AI Article Synopsis

  • This study investigates how vascular complications from newly diagnosed type 2 diabetes affect long-term mortality in U.S. adults over a mean follow-up of 10.8 years.
  • Using data from the National Health and Nutritional Examination Surveys (1999-2018), the researchers found that having any complication increased the risk of death significantly, with those having multiple complications facing even higher risks.
  • The research highlights that conditions like chronic kidney disease and diabetic retinopathy together pose the highest mortality risk, emphasizing the need for thorough screening of complications to improve patient care.

Article Abstract

Aims: The impact of macrovascular and microvascular complications, the common vascular complications of type 2 diabetes, on long-term mortality has been well evaluated, but the impact of different complications of newly diagnosed type 2 diabetes (diagnosed within the past 2 years) on long-term mortality has not been reported. We aimed to investigate the relationship between all-cause mortality and vascular complications in U.S. adults (aged ≥ 20 years) with newly diagnosed type 2 diabetes.

Methods: We used data from the 1999-2018 National Health and Nutritional Examination Surveys (NHANES). Cox proportional hazard models was used to assess hazard ratios (HR) and 95% confidence intervals for all-cause mortality.
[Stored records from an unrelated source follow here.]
impl TickLoop {
    /// Create a scheduler owning `world`.
    ///
    /// # Panics
    ///
    /// Panics if `fixed_dt` is not positive and finite, or if `workers` is 0.
    pub fn new(world: World, config: TickConfig) -> Self {
        assert!(
            config.fixed_dt > 0.0 && config.fixed_dt.is_finite(),
            "fixed_dt must be positive and finite, got {}",
            config.fixed_dt
        );
        assert!(config.workers >= 1, "workers must be at least 1");

        let pool = match rayon::ThreadPoolBuilder::new()
            .num_threads(config.workers)
            .thread_name(|i| format!("strata-worker-{i}"))
            .build()
        {
            Ok(pool) => Some(pool),
            Err(err) => {
                warn!(error = %err, "worker pool unavailable, using the global pool");
                None
            }
        };

        Self {
            world,
            systems: Vec::new(),
            next_token: 0,
            config,
            pool,
            locked: false,
            pending_revokes: Vec::new(),
            tick_counter: 0,
            elapsed: 0.0,
            last_diagnostics: TickDiagnostics::default(),
        }
    }

    // -- declaration -------------------------------------------------------

    /// Declare a system. It runs after every system declared before it.
    ///
    /// Queries are compiled and their filter groups tracked here, so
    /// configuration errors surface before the system is ever scheduled.
    pub fn declare(&mut self, system: System) -> Result<SystemToken, EngineError> {
        if self.systems.iter().any(|s| s.name == system.name) {
            return Err(EngineError::DuplicateSystem { name: system.name });
        }

        let mut compiled = Vec::with_capacity(system.queries.len());
        for query in &system.queries {
            let query = self.world.compile(query)?;
            if system.threading == Threading::Parallel
                && query.policy() == PackPolicy::Full
                && !query.is_read_only()
            {
                return Err(EngineError::ParallelFullWrite { name: system.name });
            }
            compiled.push(query);
        }
        self.check_cross_pack_access(&compiled)?;
        for query in &mut compiled {
            self.world.track(query);
        }

        let token = SystemToken(self.next_token);
        self.next_token += 1;
        debug!(
            system = %system.name,
            token = %token,
            queries = compiled.len(),
            threading = ?system.threading,
            "system declared"
        );
        self.systems.push(DeclaredSystem {
            token,
            name: system.name,
            threading: system.threading,
            queries: compiled,
            seed_existing: system.seed_existing,
            run: system.run,
        });
        Ok(token)
    }

    /// Each pack holds its own copy of the values it binds, so a component
    /// bound by two packs of one system may only be read by both.
    fn check_cross_pack_access(&self, compiled: &[CompiledQuery]) -> Result<(), EngineError> {
        let mut seen: Vec<(ComponentKey, usize, Access)> = Vec::new();
        for (pack, query) in compiled.iter().enumerate() {
            for binding in query.bindings() {
                let clash = seen.iter().any(|&(key, other, access)| {
                    key == binding.key
                        && other != pack
                        && (access == Access::Write || binding.access == Access::Write)
                });
                if clash {
                    return Err(EcsError::AliasedAccess {
                        component: self.world.registry().name(binding.key).to_owned(),
                    }
                    .into());
                }
                seen.push((binding.key, pack, binding.access));
            }
        }
        Ok(())
    }

    /// Remove a system.
    ///
    /// While systems are iterating the revocation is queued and applied when
    /// the tick completes. Returns `false` for an unknown token.
    pub fn revoke(&mut self, token: SystemToken) -> bool {
        if self.locked {
            self.pending_revokes.push(token);
            return self.systems.iter().any(|s| s.token == token);
        }
        let Some(index) = self.systems.iter().position(|s| s.token == token) else {
            warn!(token = %token, "revoke of unknown system");
            return false;
        };
        let system = self.systems.remove(index);
        for query in &system.queries {
            self.world.untrack(query);
        }
        debug!(system = %system.name, token = %token, "system revoked");
        true
    }

    // -- ticking -----------------------------------------------------------

    /// Run one tick with the given delta time.
    ///
    /// A failing system or merge aborts the tick with the error. Buffers
    /// merged before the failing one stay applied; the failing buffer is not
    /// applied at all.
    pub fn tick(&mut self, dt: f64) -> Result<MergeReport, EngineError> {
        let span = debug_span!("tick", tick = self.tick_counter);
        let _enter = span.enter();
        let tick_start = Instant::now();

        self.elapsed += dt;
        let frame = Frame {
            dt,
            elapsed: self.elapsed,
            tick: self.tick_counter,
        };

        self.world.begin_tick();
        self.locked = true;
        let result = self.run_systems(frame);
        self.locked = false;
        let (buffers, system_times) = match result {
            Ok(done) => done,
            Err(err) => {
                self.apply_pending_revokes();
                return Err(err);
            }
        };

        self.world.end_tick();

        let merge_start = Instant::now();
        let merged = self.merge(buffers);
        let merge_time = merge_start.elapsed();

        self.apply_pending_revokes();
        self.tick_counter += 1;
        let merge = merged?;

        self.last_diagnostics = TickDiagnostics {
            system_times,
            total_time: tick_start.elapsed(),
            merge_time,
            merge,
        };
        Ok(merge)
    }

    /// Run one tick of `fixed_dt`.
    pub fn step(&mut self) -> Result<MergeReport, EngineError> {
        self.tick(self.config.fixed_dt)
    }

    /// Run `count` ticks of `fixed_dt`, returning the combined merge report.
    pub fn run_ticks(&mut self, count: u64) -> Result<MergeReport, EngineError> {
        let mut total = MergeReport::default();
        for _ in 0..count {
            total.absorb(self.step()?);
        }
        Ok(total)
    }

    // -- execution ---------------------------------------------------------

    fn run_systems(
        &mut self,
        frame: Frame,
    ) -> Result<(Vec<CommandBuffer>, Vec<(String, Duration)>), EngineError> {
        let mut buffers = Vec::new();
        let mut system_times = Vec::with_capacity(self.systems.len());

        for index in 0..self.systems.len() {
            let sys_start = Instant::now();
            let system = &self.systems[index];
            trace!(system = %system.name, "system running");

            let packs = system
                .queries
                .iter()
                .map(|q| {
                    let entities = self.world.resolve_for(q, system.seed_existing);
                    self.world.materialize(q, entities)
                })
                .collect::<Result<Vec<Pack>, _>>()?;

            let outcomes = match system.threading {
                Threading::Sequential => vec![run_one(&self.world, system, frame, 0, packs)],
                Threading::Parallel => self.run_parallel(system, frame, packs),
            };

            for outcome in outcomes {
                for pack in outcome.packs {
                    self.world.write_back(pack)?;
                }
                self.pending_revokes.extend(outcome.revoked);
                if !outcome.commands.is_empty() {
                    buffers.push(outcome.commands);
                }
            }

            let system = &mut self.systems[index];
            system.seed_existing = false;
            system_times.push((system.name.clone(), sys_start.elapsed()));
        }
        Ok((buffers, system_times))
    }

    /// Split partial packs across workers and run the body once per chunk.
    ///
    /// Read-only full packs are copied to every worker. Outcomes come back in
    /// worker order.
    fn run_parallel(&self, system: &DeclaredSystem, frame: Frame, packs: Vec<Pack>) -> Vec<Outcome> {
        let largest = packs
            .iter()
            .filter(|p| p.policy() == PackPolicy::Partial)
            .map(Pack::len)
            .max()
            .unwrap_or(0);
        let per_worker = self.config.min_entities_per_worker.max(1);
        let workers = (largest / per_worker).clamp(1, self.config.workers);
        if workers == 1 {
            return vec![run_one(&self.world, system, frame, 0, packs)];
        }

        // One column of chunks per pack, transposed into one row per worker.
        let mut per_worker_packs: Vec<Vec<Pack>> = (0..workers).map(|_| Vec::with_capacity(packs.len())).collect();
        for pack in packs {
            match pack.policy() {
                PackPolicy::Partial => {
                    let empty = pack.empty_like();
                    let mut chunks = pack.split(workers).into_iter();
                    for row in &mut per_worker_packs {
                        row.push(chunks.next().unwrap_or_else(|| empty.duplicate()));
                    }
                }
                PackPolicy::Full => {
                    for row in &mut per_worker_packs {
                        row.push(pack.duplicate());
                    }
                }
            }
        }

        let world = &self.world;
        let job = || {
            per_worker_packs
                .into_par_iter()
                .enumerate()
                .map(|(worker, packs)| run_one(world, system, frame, worker, packs))
                .collect::<Vec<Outcome>>()
        };
        match &self.pool {
            Some(pool) => pool.install(job),
            None => job(),
        }
    }

    /// Merge buffers in production order, stopping at the first failure.
    fn merge(&mut self, buffers: Vec<CommandBuffer>) -> Result<MergeReport, EngineError> {
        let mut merge = MergeReport::default();
        for mut buffer in buffers {
            merge.absorb(buffer.apply(&mut self.world)?);
        }
        debug!(
            created = merge.created,
            destroyed = merge.destroyed,
            added = merge.added,
            removed = merge.removed,
            "tick merged"
        );
        Ok(merge)
    }

    fn apply_pending_revokes(&mut self) {
        for token in std::mem::take(&mut self.pending_revokes) {
            self.revoke(token);
        }
    }

    // -- accessors ----------------------------------------------------------

    /// Number of completed ticks.
    pub fn tick_count(&self) -> u64 {
        self.tick_counter
    }

    /// Sum of the delta times of all ticks run so far.
    pub fn elapsed(&self) -> f64 {
        self.elapsed
    }

    pub fn config(&self) -> &TickConfig {
        &self.config
    }

    /// Read-only access to the ECS world.
    pub fn world(&self) -> &World {
        &self.world
    }

    /// Mutable access to the ECS world.
    ///
    /// For setup and tests. Structural changes made here show up in the
    /// next tick's event filters just like merged ones.
    pub fn world_mut(&mut self) -> &mut World {
        &mut self.world
    }

    /// Number of declared systems.
    pub fn system_count(&self) -> usize {
        self.systems.len()
    }

    /// Names of all declared systems, in execution order.
    pub fn system_names(&self) -> Vec<&str> {
        self.systems.iter().map(|s| s.name.as_str()).collect()
    }

    /// Whether `token` refers to a declared system.
    pub fn is_declared(&self, token: SystemToken) -> bool {
        self.systems.iter().any(|s| s.token == token)
    }

    /// Diagnostics from the last completed tick.
    pub fn last_diagnostics(&self) -> &TickDiagnostics {
        &self.last_diagnostics
    }

    /// Take the world back, dropping the systems.
    pub fn into_world(self) -> World {
        self.world
    }
}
Results: A total of 928 participants were enrolled in this study. At a mean follow-up of 10.8 years, 181 individuals died. In the fully adjusted model, the hazard ratio (HR) (95% confidence interval [CI]) of all-cause mortality for individuals with any single complication compared with those with newly diagnosed type 2 diabetes without complications was 2.24 (1.37, 3.69), and for individuals with two or more complications was 5.34 (3.01, 9.46).Co-existing Chronic kidney disease (CKD) and diabetic retinopathy (DR) at baseline were associated with the highest risk of death (HR 6.07[2.92-12.62]), followed by CKD and cardiovascular disease (CVD) (HR 4.98[2.79-8.89]) and CVD and DR (HR 4.58 [1.98-10.57]).

Conclusion: The presence of single and combined diabetes complications exerts a long-term synergistic adverse impact on overall mortality in newly diagnosed U.S. adults with type 2 diabetes, underscoring the importance of comprehensive complication screening to enhance risk stratification and treatment.